O presidente dos Estados Unidos, Donald Trump, fez novas declarações contundentes contra o Irã durante a cúpula da aliança militar na Turquia, classificando os líderes iranianos como 'escória' e 'pessoas doentes'. Ele afirmou que, se o Irã tivesse uma arma nuclear, a usaria, e declarou que o cessar-fogo 'acabou'. No entanto, apesar da retórica agressiva, Trump indicou que as negociações entre os dois países podem continuar.

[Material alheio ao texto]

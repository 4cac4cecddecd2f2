use chrono::{DateTime, Utc};
use sea_orm::entity::prelude::*;

#[derive(Clone, Debug, PartialEq, DeriveEntityModel, Eq)]
#[sea_orm(table_name = "shows")]
pub struct Model {
    #[sea_orm(primary_key)]
    pub id: i64,
    pub artist_id: i64,
    pub venue_id: i64,
    /// Start time. Shows without one are never counted as past or upcoming.
    pub date: Option<DateTime<Utc>>,
}

#[derive(Copy, Clone, Debug, EnumIter, DeriveRelation)]
pub enum Relation {
    #[sea_orm(
        belongs_to = "super::artist::Entity",
        from = "Column::ArtistId",
        to = "super::artist::Column::Id"
    )]
    Artist,
    #[sea_orm(
        belongs_to = "super::venue::Entity",
        from = "Column::VenueId",
        to = "super::venue::Column::Id"
    )]
    Venue,
}

impl Related<super::artist::Entity> for Entity {
    fn to() -> RelationDef {
        Relation::Artist.def()
    }
}

impl Related<super::venue::Entity> for Entity {
    fn to() -> RelationDef {
        Relation::Venue.def()
    }
}

impl ActiveModelBehavior for ActiveModel {}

Ameaças e negociações: a dança diplomática de Trump
Trump disse: 'Não quero mais lidar com eles, são escória. Sabe o que é escória? Eles são escória. São pessoas doentes. São liderados por pessoas doentes. E são pessoas cruéis e violentas.' Mais tarde, ele reiterou suas ameaças, afirmando que os EUA 'provavelmente os atacarão com mais força novamente esta noite'. Apesar disso, quando questionado se a troca de ataques significava o fim das negociações, Trump respondeu: 'Não me importo, eles podem negociar. Mas acho que estejam perdendo tempo.'
Essas declarações sugerem que, por trás das bravatas, Trump não vê alternativa viável além da mesa de negociações. O processo, no entanto, é frágil. Uma fonte entre os mediadores descreveu os últimos eventos como 'um revés, sem dúvida', e o clima como 'muito tenso'.

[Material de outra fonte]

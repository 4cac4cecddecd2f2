use chrono::{DateTime, NaiveDateTime, Utc};
use url::Url;

use crate::genres::Genres;
use crate::services::error::{ListingError, ListingResult};

/// Format of the show form's start time field.
const START_TIME_FORMAT: &str = "%Y-%m-%d %H:%M:%S";

/// Venue fields as submitted for create or update.
#[derive(Debug, Clone, Default)]
pub struct NewVenue {
    pub name: String,
    pub city: String,
    pub state: String,
    pub address: String,
    pub phone: String,
    pub image_link: String,
    pub website_link: Option<String>,
    pub facebook_link: Option<String>,
    pub genres: Vec<String>,
    pub seeking_talent: bool,
    pub seeking_description: Option<String>,
}

/// Artist fields as submitted for create or update.
#[derive(Debug, Clone, Default)]
pub struct NewArtist {
    pub name: String,
    pub city: String,
    pub state: String,
    pub phone: String,
    pub image_link: String,
    pub website_link: Option<String>,
    pub facebook_link: Option<String>,
    pub genres: Vec<String>,
    pub seeking_venue: bool,
    pub seeking_description: Option<String>,
}

/// Both references are required; there is no placeholder default.
#[derive(Debug, Clone, Default)]
pub struct NewShow {
    pub artist_id: Option<i64>,
    pub venue_id: Option<i64>,
    pub start_time: Option<DateTime<Utc>>,
}

/// Profile fields after validation, shared by venues and artists.
#[derive(Debug, Clone)]
pub(crate) struct ValidProfile {
    pub name: String,
    pub city: String,
    pub state: String,
    pub phone: String,
    pub image_link: String,
    pub website_link: Option<String>,
    pub facebook_link: Option<String>,
    pub genres: Genres,
    pub seeking: bool,
    pub seeking_comment: Option<String>,
}

pub(crate) struct ValidVenue {
    pub profile: ValidProfile,
    pub address: String,
}

pub(crate) struct ValidShow {
    pub artist_id: i64,
    pub venue_id: i64,
    pub start_time: Option<DateTime<Utc>>,
}

impl NewVenue {
    pub(crate) fn validate(self) -> ListingResult<ValidVenue> {
        let address = required("address", &self.address)?;
        let profile = validate_profile(ProfileInput {
            name: &self.name,
            city: &self.city,
            state: &self.state,
            phone: &self.phone,
            image_link: &self.image_link,
            website_link: self.website_link.as_deref(),
            facebook_link: self.facebook_link.as_deref(),
            genres: &self.genres,
            seeking: self.seeking_talent,
            seeking_comment: self.seeking_description.as_deref(),
        })?;

        Ok(ValidVenue { profile, address })
    }
}

impl NewArtist {
    pub(crate) fn validate(self) -> ListingResult<ValidProfile> {
        validate_profile(ProfileInput {
            name: &self.name,
            city: &self.city,
            state: &self.state,
            phone: &self.phone,
            image_link: &self.image_link,
            website_link: self.website_link.as_deref(),
            facebook_link: self.facebook_link.as_deref(),
            genres: &self.genres,
            seeking: self.seeking_venue,
            seeking_comment: self.seeking_description.as_deref(),
        })
    }
}

impl NewShow {
    pub(crate) fn validate(self) -> ListingResult<ValidShow> {
        let artist_id = self
            .artist_id
            .ok_or_else(|| ListingError::validation("Field 'artist_id' is required"))?;
        let venue_id = self
            .venue_id
            .ok_or_else(|| ListingError::validation("Field 'venue_id' is required"))?;

        Ok(ValidShow {
            artist_id,
            venue_id,
            start_time: self.start_time,
        })
    }
}

struct ProfileInput<'a> {
    name: &'a str,
    city: &'a str,
    state: &'a str,
    phone: &'a str,
    image_link: &'a str,
    website_link: Option<&'a str>,
    facebook_link: Option<&'a str>,
    genres: &'a [String],
    seeking: bool,
    seeking_comment: Option<&'a str>,
}

fn validate_profile(input: ProfileInput<'_>) -> ListingResult<ValidProfile> {
    Ok(ValidProfile {
        name: required("name", input.name)?,
        city: required("city", input.city)?,
        state: required("state", input.state)?,
        phone: required("phone", input.phone)?,
        image_link: required("image_link", input.image_link)?,
        website_link: optional_url("website_link", input.website_link)?,
        facebook_link: optional_url("facebook_link", input.facebook_link)?,
        genres: Genres::new(input.genres)?,
        seeking: input.seeking,
        seeking_comment: optional(input.seeking_comment),
    })
}

fn required(field: &str, value: &str) -> ListingResult<String> {
    let value = value.trim();
    if value.is_empty() {
        return Err(ListingError::validation(format!(
            "Field '{}' is required",
            field
        )));
    }
    Ok(value.to_string())
}

/// Blank optional fields are stored as NULL.
fn optional(value: Option<&str>) -> Option<String> {
    value
        .map(str::trim)
        .filter(|value| !value.is_empty())
        .map(str::to_string)
}

fn optional_url(field: &str, value: Option<&str>) -> ListingResult<Option<String>> {
    let Some(value) = optional(value) else {
        return Ok(None);
    };

    Url::parse(&value).map_err(|e| {
        ListingError::validation(format!("Field '{}' is not a valid URL: {}", field, e))
    })?;

    Ok(Some(value))
}

/// Parse a submitted start time, either `YYYY-MM-DD HH:MM:SS` (UTC) or RFC 3339.
/// A blank value means the show has no start time yet.
pub fn parse_start_time(raw: &str) -> ListingResult<Option<DateTime<Utc>>> {
    let raw = raw.trim();
    if raw.is_empty() {
        return Ok(None);
    }

    if let Ok(naive) = NaiveDateTime::parse_from_str(raw, START_TIME_FORMAT) {
        return Ok(Some(naive.and_utc()));
    }

    DateTime::parse_from_rfc3339(raw)
        .map(|date| Some(date.with_timezone(&Utc)))
        .map_err(|_| {
            ListingError::validation(format!(
                "Field 'start_time' must look like '2030-01-31 20:00:00', got '{}'",
                raw
            ))
        })
}

#[cfg(test)]
mod tests {
    use super::*;
    use chrono::TimeZone;

    fn hop() -> NewVenue {
        NewVenue {
            name: "The Hop".to_string(),
            city: "SF".to_string(),
            state: "CA".to_string(),
            address: "1015 Folsom Street".to_string(),
            phone: "123".to_string(),
            image_link: "x".to_string(),
            genres: vec!["Jazz".to_string(), "Folk".to_string()],
            ..Default::default()
        }
    }

    #[test]
    fn test_valid_venue_passes() {
        let valid = hop().validate().unwrap();
        assert_eq!(valid.profile.name, "The Hop");
        assert_eq!(valid.profile.genres.to_storage(), "Jazz,Folk");
        assert_eq!(valid.address, "1015 Folsom Street");
        assert!(valid.profile.website_link.is_none());
    }

    #[test]
    fn test_missing_required_field_is_rejected() {
        for field in ["name", "city", "state", "phone", "image_link", "address"] {
            let mut venue = hop();
            match field {
                "name" => venue.name = "   ".to_string(),
                "city" => venue.city.clear(),
                "state" => venue.state.clear(),
                "phone" => venue.phone.clear(),
                "image_link" => venue.image_link.clear(),
                _ => venue.address.clear(),
            }
            let err = venue.validate().err().unwrap();
            assert_eq!(err.kind(), "validation");
            assert!(err.to_string().contains(field), "{}", err);
        }
    }

    #[test]
    fn test_missing_genres_is_rejected() {
        let mut venue = hop();
        venue.genres.clear();
        assert!(matches!(
            venue.validate(),
            Err(ListingError::Validation(_))
        ));
    }

    #[test]
    fn test_invalid_links_are_rejected_and_blank_links_dropped() {
        let mut venue = hop();
        venue.facebook_link = Some("not a url".to_string());
        let err = venue.validate().err().unwrap();
        assert!(err.to_string().contains("facebook_link"));

        let mut venue = hop();
        venue.website_link = Some("  ".to_string());
        venue.facebook_link = Some("https://www.facebook.com/TheMusicalHop".to_string());
        let valid = venue.validate().unwrap();
        assert_eq!(valid.profile.website_link, None);
        assert_eq!(
            valid.profile.facebook_link.as_deref(),
            Some("https://www.facebook.com/TheMusicalHop")
        );
    }

    #[test]
    fn test_artist_requires_name() {
        let artist = NewArtist {
            city: "SF".to_string(),
            state: "CA".to_string(),
            phone: "326-123-5000".to_string(),
            image_link: "x".to_string(),
            genres: vec!["Rock n Roll".to_string()],
            ..Default::default()
        };
        let err = artist.validate().err().unwrap();
        assert!(err.to_string().contains("name"));
    }

    #[test]
    fn test_show_requires_both_references() {
        let err = NewShow {
            artist_id: None,
            venue_id: Some(1),
            start_time: None,
        }
        .validate()
        .err()
        .unwrap();
        assert!(err.to_string().contains("artist_id"));

        let err = NewShow {
            artist_id: Some(1),
            venue_id: None,
            start_time: None,
        }
        .validate()
        .err()
        .unwrap();
        assert!(err.to_string().contains("venue_id"));
    }

    #[test]
    fn test_parse_start_time_formats() {
        let expected = Utc.with_ymd_and_hms(2035, 4, 1, 20, 0, 0).unwrap();
        assert_eq!(
            parse_start_time("2035-04-01 20:00:00").unwrap(),
            Some(expected)
        );
        assert_eq!(
            parse_start_time("2035-04-01T22:00:00+02:00").unwrap(),
            Some(expected)
        );
        assert_eq!(parse_start_time("  ").unwrap(), None);
        assert!(parse_start_time("next friday").is_err());
    }
}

O Estreito de Ormuz: o verdadeiro pomo da discórdia
No centro do conflito está o controle do Estreito de Ormuz, por onde passa um quinto do fornecimento mundial de petróleo e gás. O Irã vê o domínio do estreito como uma ferramenta de pressão econômica mais eficaz do que a capacidade nuclear. Por isso, Teerã não está disposto a abrir mão desse controle, mesmo que isso signifique arriscar um acordo vantajoso com os EUA.
O regime iraniano sente-se encorajado pelo fracasso dos EUA e de Israel em destruí-lo. O funeral do ex-líder supremo, aiatolá Ali Khamenei, assassinado em 28 de fevereiro, demonstrou que o regime ainda conta com um núcleo sólido de apoio. A oposição interna, embora existente, foi silenciada pela repressão violenta que matou milhares de manifestantes em janeiro.
Caminho para um acordo: concessões mútuas
Mediadores acreditam que, se a escalada for contida, é possível chegar a um acordo. O pacto incluiria o reconhecimento da autoridade iraniana sobre o Estreito de Ormuz, o desbloqueio de ativos iranianos no exterior e a permissão para o Irã vender petróleo. Em troca, o Irã aceitaria limites ao enriquecimento de urânio, permitiria o retorno de inspetores da ONU e prestaria contas dos estoques de urânio enriquecido, que Trump chama de 'poeira nuclear'.
No entanto, os acontecimentos das últimas 24 horas mostram o quão difícil será alcançar esse acordo. A desconfiança mútua e a determinação do Irã em manter sua influência regional tornam as negociações um caminho estreito e perigoso.